- _EXERCISE BRIEF_
Reproduce the entries exactly. Omit none of them.

- _RECORD SET_
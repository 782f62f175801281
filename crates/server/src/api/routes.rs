use axum::{
    middleware,
    routing::{get, post},
    Router,
};
use std::sync::Arc;
use tower_http::trace::TraceLayer;

use super::{handlers, middleware::metrics_middleware, tasks};
use crate::state::AppState;

pub fn create_router(state: Arc<AppState>) -> Router {
    Router::new()
        // Health and observability
        .route("/health/live", get(handlers::live))
        .route("/health/ready", get(handlers::ready))
        .route("/metrics", get(handlers::metrics))
        .route("/config", get(handlers::get_config))
        // Tasks
        .route("/tasks", get(tasks::list_tasks))
        .route("/tasks/{id}", post(tasks::start_task).delete(tasks::stop_task))
        .route_layer(middleware::from_fn(metrics_middleware))
        .layer(TraceLayer::new_for_http())
        .with_state(state)
}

- _EXERCISE SOLUTION_
repository 782f62f175801281
filename crates/server/src/api/routes.rs
use axum::{
    middleware,
    routing::{get, post},
    Router,
};
use std::sync::Arc;
use tower_http::trace::TraceLayer;

use super::{handlers, middleware::metrics_middleware, tasks};
use crate::state::AppState;

pub fn create_router(state: Arc<AppState>) -> Router {
    Router::new()
        // Health and observability
        .route("/health/live", get(handlers::live))
        .route("/health/ready", get(handlers::ready))
        .route("/metrics", get(handlers::metrics))
        .route("/config", get(handlers::get_config))
        // Tasks
        .route("/tasks", get(tasks::list_tasks))
        .route("/tasks/{id}", post(tasks::start_task).delete(tasks::stop_task))
        .route_layer(middleware::from_fn(metrics_middleware))
        .layer(TraceLayer::new_for_http())
        .with_state(state)
}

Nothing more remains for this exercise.